## Records provided
═══

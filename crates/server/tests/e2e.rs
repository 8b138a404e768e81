use std::net::{Ipv4Addr, SocketAddr};
use std::sync::Arc;
use std::time::Duration;

use axum::extract::Path;
use axum::routing::{get, post};
use axum::{Json, Router};
use reqwest::StatusCode as HttpStatusCode;
use serde_json::{json, Value};
use tokio::net::TcpListener;
use tower_http::cors::CorsLayer;

use common::provider::{BoostClient, BoostClientConfig};
use server::routes;

fn cors() -> CorsLayer {
    CorsLayer::very_permissive()
}

struct TestApp {
    base_url: String,
}

/// Minimal provider stand-in: echoes order payloads and serves fixed
/// balance/orders responses.
async fn spawn_upstream() -> anyhow::Result<String> {
    let app = Router::new()
        .route(
            "/balance",
            get(|| async { Json(json!({"balance": "10.00", "currency": "USD"})) }),
        )
        .route(
            "/order",
            post(|Json(body): Json<Value>| async move {
                Json(json!({"id": 7, "status": "pending", "request": body}))
            }),
        )
        .route(
            "/orders",
            get(|| async { Json(json!({"page": "1", "orders": []})) }),
        )
        .route(
            "/order/:order_id",
            get(|Path(id): Path<String>| async move {
                Json(json!({"id": id, "status": "completed"}))
            }),
        );
    let listener = TcpListener::bind((Ipv4Addr::LOCALHOST, 0)).await?;
    let addr: SocketAddr = listener.local_addr()?;
    let base_url = format!("http://{}:{}", addr.ip(), addr.port());
    tokio::spawn(async move {
        if let Err(e) = axum::serve(listener, app).await {
            eprintln!("upstream error: {}", e);
        }
    });
    Ok(base_url)
}

async fn start_relay() -> anyhow::Result<TestApp> {
    let upstream = spawn_upstream().await?;
    let client = BoostClient::new(&BoostClientConfig {
        base_url: upstream,
        api_key: "e2e-key".into(),
        connect_timeout: Duration::from_secs(2),
        request_timeout: Duration::from_secs(5),
    })?;
    let app: Router = routes::build_router(Arc::new(client), cors());

    let listener = TcpListener::bind((Ipv4Addr::LOCALHOST, 0)).await?;
    let addr: SocketAddr = listener.local_addr()?;
    let base_url = format!("http://{}:{}", addr.ip(), addr.port());
    tokio::spawn(async move {
        if let Err(e) = axum::serve(listener, app).await {
            eprintln!("relay error: {}", e);
        }
    });
    Ok(TestApp { base_url })
}

fn client() -> reqwest::Client {
    reqwest::Client::new()
}

#[tokio::test]
async fn e2e_public_health() -> anyhow::Result<()> {
    let app = start_relay().await?;
    let res = client().get(format!("{}/health", app.base_url)).send().await?;
    assert_eq!(res.status(), HttpStatusCode::OK);
    let body = res.json::<Value>().await?;
    assert_eq!(body["status"], "ok");
    Ok(())
}

#[tokio::test]
async fn e2e_order_round_trip() -> anyhow::Result<()> {
    let app = start_relay().await?;
    let c = client();

    let res = c
        .post(format!("{}/order", app.base_url))
        .json(&json!({
            "service_code": "INSTAGRAM_LIKES",
            "username_or_link": "https://instagram.com/p/xyz",
            "quantity": 200,
            "currency": "USD"
        }))
        .send()
        .await?;
    assert_eq!(res.status(), HttpStatusCode::OK);
    let body = res.json::<Value>().await?;
    assert_eq!(body["status"], "success");
    assert_eq!(body["service_code"], "INSTAGRAM_LIKES");
    assert_eq!(body["order"]["request"]["service_id"], 205);
    Ok(())
}

#[tokio::test]
async fn e2e_invalid_order_rejected() -> anyhow::Result<()> {
    let app = start_relay().await?;
    let res = client()
        .post(format!("{}/order", app.base_url))
        .json(&json!({
            "service_code": "TWITTER_RETWEETS",
            "username_or_link": "@someone",
            "quantity": 10,
            "currency": "USD"
        }))
        .send()
        .await?;
    assert_eq!(res.status(), HttpStatusCode::BAD_REQUEST);
    let body = res.json::<Value>().await?;
    assert_eq!(body["message"], "Invalid service_code. Use service mapping only.");
    Ok(())
}

#[tokio::test]
async fn e2e_metrics_exposed_after_traffic() -> anyhow::Result<()> {
    let app = start_relay().await?;
    let c = client();

    // Drive one request through the relay so the counters are registered
    let res = c
        .post(format!("{}/order", app.base_url))
        .json(&json!({
            "service_code": "TIKTOK_FOLLOWERS",
            "username_or_link": "@someone",
            "quantity": 5,
            "currency": "USD"
        }))
        .send()
        .await?;
    assert_eq!(res.status(), HttpStatusCode::OK);

    let res = c.get(format!("{}/metrics", app.base_url)).send().await?;
    assert_eq!(res.status(), HttpStatusCode::OK);
    let text = res.text().await?;
    assert!(text.contains("boost_relay_requests_total"), "metrics: {}", text);
    assert!(text.contains("boost_relay_upstream_requests_total"), "metrics: {}", text);
    Ok(())
}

═══

## Task details
Write down exactly the span of lines above from the one containing "Ok(base_url)" to the one containing "assert_eq!(res.status(), HttpStatusCode::BAD_REQUEST);", both ends included.

## Reply to the exercise
    Ok(base_url)
}

async fn start_relay() -> anyhow::Result<TestApp> {
    let upstream = spawn_upstream().await?;
    let client = BoostClient::new(&BoostClientConfig {
        base_url: upstream,
        api_key: "e2e-key".into(),
        connect_timeout: Duration::from_secs(2),
        request_timeout: Duration::from_secs(5),
    })?;
    let app: Router = routes::build_router(Arc::new(client), cors());

    let listener = TcpListener::bind((Ipv4Addr::LOCALHOST, 0)).await?;
    let addr: SocketAddr = listener.local_addr()?;
    let base_url = format!("http://{}:{}", addr.ip(), addr.port());
    tokio::spawn(async move {
        if let Err(e) = axum::serve(listener, app).await {
            eprintln!("relay error: {}", e);
        }
    });
    Ok(TestApp { base_url })
}

fn client() -> reqwest::Client {
    reqwest::Client::new()
}

#[tokio::test]
async fn e2e_public_health() -> anyhow::Result<()> {
    let app = start_relay().await?;
    let res = client().get(format!("{}/health", app.base_url)).send().await?;
    assert_eq!(res.status(), HttpStatusCode::OK);
    let body = res.json::<Value>().await?;
    assert_eq!(body["status"], "ok");
    Ok(())
}

#[tokio::test]
async fn e2e_order_round_trip() -> anyhow::Result<()> {
    let app = start_relay().await?;
    let c = client();

    let res = c
        .post(format!("{}/order", app.base_url))
        .json(&json!({
            "service_code": "INSTAGRAM_LIKES",
            "username_or_link": "https://instagram.com/p/xyz",
            "quantity": 200,
            "currency": "USD"
        }))
        .send()
        .await?;
    assert_eq!(res.status(), HttpStatusCode::OK);
    let body = res.json::<Value>().await?;
    assert_eq!(body["status"], "success");
    assert_eq!(body["service_code"], "INSTAGRAM_LIKES");
    assert_eq!(body["order"]["request"]["service_id"], 205);
    Ok(())
}

#[tokio::test]
async fn e2e_invalid_order_rejected() -> anyhow::Result<()> {
    let app = start_relay().await?;
    let res = client()
        .post(format!("{}/order", app.base_url))
        .json(&json!({
            "service_code": "TWITTER_RETWEETS",
            "username_or_link": "@someone",
            "quantity": 10,
            "currency": "USD"
        }))
        .send()
        .await?;
    assert_eq!(res.status(), HttpStatusCode::BAD_REQUEST);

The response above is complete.